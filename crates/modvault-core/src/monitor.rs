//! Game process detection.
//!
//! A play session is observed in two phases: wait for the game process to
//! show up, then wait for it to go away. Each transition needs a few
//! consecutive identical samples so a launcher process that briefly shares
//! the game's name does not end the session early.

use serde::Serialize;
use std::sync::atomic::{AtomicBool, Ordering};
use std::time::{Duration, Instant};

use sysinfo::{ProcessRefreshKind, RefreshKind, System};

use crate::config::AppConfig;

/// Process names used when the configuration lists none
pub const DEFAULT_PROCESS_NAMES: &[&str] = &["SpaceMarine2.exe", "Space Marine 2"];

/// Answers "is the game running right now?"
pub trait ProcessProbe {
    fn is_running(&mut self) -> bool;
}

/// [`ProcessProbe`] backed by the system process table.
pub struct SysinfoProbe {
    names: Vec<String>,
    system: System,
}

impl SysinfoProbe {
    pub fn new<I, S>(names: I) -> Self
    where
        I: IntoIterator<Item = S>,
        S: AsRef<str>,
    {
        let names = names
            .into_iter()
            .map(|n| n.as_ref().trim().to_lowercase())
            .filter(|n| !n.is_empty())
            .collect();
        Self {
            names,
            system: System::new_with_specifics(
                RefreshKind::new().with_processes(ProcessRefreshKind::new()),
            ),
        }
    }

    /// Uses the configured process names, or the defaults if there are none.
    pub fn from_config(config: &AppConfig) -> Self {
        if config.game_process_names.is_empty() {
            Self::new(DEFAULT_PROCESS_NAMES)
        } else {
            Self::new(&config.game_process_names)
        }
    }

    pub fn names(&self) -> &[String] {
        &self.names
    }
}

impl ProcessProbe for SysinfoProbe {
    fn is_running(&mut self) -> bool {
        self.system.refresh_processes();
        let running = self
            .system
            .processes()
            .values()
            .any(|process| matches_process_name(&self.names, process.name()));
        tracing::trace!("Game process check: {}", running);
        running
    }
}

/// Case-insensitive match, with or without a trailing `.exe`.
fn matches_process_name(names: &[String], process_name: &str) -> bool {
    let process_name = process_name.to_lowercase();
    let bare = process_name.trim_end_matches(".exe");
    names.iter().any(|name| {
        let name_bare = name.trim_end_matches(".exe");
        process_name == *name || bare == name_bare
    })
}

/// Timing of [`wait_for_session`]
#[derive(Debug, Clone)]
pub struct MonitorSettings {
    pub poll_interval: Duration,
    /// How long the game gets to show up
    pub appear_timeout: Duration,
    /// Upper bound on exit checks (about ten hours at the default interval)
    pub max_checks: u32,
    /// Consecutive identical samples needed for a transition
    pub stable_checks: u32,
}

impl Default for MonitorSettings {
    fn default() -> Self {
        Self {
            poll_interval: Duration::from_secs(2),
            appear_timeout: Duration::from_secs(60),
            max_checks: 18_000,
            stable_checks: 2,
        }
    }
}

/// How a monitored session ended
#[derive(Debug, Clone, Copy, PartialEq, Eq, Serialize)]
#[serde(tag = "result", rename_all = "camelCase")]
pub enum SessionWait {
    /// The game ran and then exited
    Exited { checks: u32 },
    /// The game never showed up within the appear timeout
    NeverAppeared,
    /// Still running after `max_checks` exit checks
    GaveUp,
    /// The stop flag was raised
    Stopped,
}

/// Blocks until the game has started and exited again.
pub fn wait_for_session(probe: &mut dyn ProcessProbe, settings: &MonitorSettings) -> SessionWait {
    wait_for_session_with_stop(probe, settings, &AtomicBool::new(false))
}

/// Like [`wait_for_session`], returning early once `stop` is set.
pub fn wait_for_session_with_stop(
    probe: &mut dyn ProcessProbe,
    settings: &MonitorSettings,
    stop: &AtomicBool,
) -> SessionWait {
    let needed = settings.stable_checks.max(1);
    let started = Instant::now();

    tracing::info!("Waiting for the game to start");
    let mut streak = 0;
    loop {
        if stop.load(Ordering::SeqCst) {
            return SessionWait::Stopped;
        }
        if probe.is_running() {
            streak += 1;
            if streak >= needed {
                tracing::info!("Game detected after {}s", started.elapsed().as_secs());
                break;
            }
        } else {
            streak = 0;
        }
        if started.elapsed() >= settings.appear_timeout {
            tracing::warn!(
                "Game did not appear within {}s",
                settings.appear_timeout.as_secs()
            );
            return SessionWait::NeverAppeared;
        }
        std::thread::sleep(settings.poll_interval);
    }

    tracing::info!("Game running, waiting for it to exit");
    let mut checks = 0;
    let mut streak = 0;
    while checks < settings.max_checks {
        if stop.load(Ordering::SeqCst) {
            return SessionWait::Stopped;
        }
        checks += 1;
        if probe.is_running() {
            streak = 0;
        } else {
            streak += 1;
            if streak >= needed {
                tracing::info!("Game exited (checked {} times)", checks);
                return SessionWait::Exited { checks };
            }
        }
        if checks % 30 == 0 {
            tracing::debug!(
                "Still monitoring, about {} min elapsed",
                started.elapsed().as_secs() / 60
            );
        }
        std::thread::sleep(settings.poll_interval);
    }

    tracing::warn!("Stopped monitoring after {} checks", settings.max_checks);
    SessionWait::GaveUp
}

Task goal.
The word to find is "SysinfoProbe". Copy every line of the data that holds it.

Output for this exercise.
pub struct SysinfoProbe {
impl SysinfoProbe {
impl ProcessProbe for SysinfoProbe {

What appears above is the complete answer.